**EXERCISE OBJECTIVE:**
Within the records that follow, find every line containing the string "process". Copy those lines.

□ □ □

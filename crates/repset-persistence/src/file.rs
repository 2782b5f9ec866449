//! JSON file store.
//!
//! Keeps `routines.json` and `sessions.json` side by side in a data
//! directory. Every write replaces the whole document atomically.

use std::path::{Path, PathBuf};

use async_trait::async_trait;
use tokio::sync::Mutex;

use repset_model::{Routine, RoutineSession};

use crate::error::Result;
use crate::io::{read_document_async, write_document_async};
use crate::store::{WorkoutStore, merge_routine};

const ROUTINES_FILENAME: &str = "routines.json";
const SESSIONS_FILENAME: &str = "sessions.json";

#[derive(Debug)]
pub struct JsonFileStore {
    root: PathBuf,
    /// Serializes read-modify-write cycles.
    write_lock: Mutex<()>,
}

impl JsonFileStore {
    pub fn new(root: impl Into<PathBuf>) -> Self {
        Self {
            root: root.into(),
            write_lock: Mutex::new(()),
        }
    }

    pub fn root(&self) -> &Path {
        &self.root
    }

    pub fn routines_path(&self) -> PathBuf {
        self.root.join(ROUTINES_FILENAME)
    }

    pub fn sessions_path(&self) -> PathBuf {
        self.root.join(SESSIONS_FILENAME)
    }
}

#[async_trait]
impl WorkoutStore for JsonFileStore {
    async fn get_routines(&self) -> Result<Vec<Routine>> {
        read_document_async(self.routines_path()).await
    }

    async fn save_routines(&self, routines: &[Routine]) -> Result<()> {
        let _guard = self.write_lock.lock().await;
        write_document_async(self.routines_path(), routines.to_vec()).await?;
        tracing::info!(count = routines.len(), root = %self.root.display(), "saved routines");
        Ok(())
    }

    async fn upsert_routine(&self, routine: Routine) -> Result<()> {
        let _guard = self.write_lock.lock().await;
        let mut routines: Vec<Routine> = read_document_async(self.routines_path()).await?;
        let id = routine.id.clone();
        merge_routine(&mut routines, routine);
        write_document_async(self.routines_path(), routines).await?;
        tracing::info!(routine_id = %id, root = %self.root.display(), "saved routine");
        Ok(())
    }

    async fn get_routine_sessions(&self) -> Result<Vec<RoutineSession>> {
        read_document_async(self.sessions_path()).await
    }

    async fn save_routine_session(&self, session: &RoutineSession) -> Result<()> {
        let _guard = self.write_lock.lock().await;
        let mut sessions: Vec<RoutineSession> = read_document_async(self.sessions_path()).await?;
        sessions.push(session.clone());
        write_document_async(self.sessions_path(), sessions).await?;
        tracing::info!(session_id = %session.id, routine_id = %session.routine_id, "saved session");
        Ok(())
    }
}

□ □ □

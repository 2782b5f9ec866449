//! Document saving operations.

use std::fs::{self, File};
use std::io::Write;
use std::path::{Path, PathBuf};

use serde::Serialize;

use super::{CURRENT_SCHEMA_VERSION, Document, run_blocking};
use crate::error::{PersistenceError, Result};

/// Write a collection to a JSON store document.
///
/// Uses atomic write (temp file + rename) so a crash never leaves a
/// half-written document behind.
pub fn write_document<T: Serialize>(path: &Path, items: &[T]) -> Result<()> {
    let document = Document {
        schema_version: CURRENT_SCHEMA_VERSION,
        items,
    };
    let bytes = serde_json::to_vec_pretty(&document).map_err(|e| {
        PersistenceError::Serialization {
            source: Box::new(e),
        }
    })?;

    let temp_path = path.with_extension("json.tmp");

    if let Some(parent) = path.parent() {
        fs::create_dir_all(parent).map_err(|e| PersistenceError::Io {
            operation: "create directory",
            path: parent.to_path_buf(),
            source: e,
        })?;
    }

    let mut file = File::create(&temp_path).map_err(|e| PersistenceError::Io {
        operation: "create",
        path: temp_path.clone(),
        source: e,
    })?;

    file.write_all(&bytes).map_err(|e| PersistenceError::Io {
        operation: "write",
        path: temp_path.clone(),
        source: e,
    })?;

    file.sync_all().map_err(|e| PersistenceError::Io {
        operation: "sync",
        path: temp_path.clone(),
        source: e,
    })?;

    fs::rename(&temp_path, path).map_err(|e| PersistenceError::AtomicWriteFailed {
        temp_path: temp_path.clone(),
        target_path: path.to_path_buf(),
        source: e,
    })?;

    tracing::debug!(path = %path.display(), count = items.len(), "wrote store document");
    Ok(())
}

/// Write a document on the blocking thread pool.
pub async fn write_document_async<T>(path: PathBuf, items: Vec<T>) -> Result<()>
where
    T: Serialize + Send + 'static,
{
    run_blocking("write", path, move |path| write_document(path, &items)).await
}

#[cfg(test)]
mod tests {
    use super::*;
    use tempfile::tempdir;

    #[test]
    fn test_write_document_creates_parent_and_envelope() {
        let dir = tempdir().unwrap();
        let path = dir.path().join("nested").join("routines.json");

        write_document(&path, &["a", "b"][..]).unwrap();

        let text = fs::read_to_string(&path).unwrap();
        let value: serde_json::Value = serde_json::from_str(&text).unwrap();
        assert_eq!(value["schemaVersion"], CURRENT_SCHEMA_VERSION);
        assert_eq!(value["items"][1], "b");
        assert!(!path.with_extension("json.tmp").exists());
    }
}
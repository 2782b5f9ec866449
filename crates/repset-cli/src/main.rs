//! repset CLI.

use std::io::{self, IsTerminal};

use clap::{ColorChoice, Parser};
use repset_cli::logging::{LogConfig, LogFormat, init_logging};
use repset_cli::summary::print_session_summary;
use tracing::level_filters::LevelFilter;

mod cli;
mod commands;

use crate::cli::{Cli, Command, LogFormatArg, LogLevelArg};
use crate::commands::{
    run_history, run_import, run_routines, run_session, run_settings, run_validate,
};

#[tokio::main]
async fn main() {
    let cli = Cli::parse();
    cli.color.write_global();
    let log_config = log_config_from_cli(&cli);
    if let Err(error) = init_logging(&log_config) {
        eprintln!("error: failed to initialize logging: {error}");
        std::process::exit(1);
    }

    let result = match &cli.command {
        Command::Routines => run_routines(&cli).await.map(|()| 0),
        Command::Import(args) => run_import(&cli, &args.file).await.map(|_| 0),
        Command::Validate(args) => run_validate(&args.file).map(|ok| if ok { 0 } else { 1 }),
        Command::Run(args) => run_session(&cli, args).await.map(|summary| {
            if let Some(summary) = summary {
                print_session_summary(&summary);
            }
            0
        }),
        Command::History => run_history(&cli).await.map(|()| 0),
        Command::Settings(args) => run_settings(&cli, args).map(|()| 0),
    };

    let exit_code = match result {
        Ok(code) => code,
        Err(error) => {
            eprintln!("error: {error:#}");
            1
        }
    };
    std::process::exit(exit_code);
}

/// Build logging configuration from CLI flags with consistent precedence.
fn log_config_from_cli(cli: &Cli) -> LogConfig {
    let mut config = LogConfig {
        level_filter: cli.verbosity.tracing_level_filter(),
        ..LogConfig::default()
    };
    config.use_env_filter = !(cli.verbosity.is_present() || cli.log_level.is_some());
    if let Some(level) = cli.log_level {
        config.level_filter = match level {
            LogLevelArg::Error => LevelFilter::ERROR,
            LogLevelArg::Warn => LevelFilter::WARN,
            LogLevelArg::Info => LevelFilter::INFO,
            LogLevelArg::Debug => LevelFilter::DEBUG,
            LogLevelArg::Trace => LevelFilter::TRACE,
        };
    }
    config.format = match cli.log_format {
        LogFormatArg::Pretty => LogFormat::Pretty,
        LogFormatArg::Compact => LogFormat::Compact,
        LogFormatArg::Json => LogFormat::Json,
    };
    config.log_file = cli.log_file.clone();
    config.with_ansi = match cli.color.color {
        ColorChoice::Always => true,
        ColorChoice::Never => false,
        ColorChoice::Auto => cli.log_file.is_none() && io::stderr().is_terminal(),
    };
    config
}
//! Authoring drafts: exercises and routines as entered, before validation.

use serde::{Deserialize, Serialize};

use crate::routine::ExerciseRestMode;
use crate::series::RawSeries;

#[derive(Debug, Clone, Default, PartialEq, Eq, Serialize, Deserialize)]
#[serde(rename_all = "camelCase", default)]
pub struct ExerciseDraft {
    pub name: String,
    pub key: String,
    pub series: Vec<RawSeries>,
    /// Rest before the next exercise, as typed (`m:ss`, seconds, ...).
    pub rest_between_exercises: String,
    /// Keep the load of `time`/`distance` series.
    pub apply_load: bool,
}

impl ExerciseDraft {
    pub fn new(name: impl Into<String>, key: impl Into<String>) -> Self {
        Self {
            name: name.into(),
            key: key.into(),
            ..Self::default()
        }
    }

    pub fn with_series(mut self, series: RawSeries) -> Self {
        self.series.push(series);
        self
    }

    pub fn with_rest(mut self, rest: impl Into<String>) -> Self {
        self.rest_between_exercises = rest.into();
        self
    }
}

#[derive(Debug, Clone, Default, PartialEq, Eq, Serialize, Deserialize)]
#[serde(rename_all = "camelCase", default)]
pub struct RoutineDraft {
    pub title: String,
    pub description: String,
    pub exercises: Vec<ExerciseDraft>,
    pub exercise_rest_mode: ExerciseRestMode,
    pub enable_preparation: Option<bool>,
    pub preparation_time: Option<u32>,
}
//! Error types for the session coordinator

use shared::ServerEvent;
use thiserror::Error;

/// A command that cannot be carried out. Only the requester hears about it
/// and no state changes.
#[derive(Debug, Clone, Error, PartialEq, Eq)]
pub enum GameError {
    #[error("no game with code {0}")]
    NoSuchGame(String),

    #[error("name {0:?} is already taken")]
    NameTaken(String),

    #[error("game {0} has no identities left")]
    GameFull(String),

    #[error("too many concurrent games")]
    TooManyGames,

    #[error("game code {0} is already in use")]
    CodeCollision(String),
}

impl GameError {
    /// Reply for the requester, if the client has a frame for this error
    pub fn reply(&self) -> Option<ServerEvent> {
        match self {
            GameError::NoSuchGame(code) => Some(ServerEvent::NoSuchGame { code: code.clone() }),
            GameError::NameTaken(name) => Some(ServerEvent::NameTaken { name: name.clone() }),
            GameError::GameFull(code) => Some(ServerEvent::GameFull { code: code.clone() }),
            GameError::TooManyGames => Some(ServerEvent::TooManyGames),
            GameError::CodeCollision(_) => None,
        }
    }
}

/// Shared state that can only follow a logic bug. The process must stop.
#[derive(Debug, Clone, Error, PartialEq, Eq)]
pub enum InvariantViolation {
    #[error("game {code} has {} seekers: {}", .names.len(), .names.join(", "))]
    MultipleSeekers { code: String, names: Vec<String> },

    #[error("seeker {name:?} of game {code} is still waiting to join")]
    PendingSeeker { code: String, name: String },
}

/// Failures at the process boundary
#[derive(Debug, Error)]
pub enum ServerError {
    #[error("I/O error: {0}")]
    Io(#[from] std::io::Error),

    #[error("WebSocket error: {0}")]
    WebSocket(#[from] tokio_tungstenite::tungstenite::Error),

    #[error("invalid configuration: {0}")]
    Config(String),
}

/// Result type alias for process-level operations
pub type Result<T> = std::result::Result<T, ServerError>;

□ □ □

**WRITTEN RESPONSE:**
        std::process::exit(1);
    std::process::exit(exit_code);
/// Shared state that can only follow a logic bug. The process must stop.
/// Failures at the process boundary
/// Result type alias for process-level operations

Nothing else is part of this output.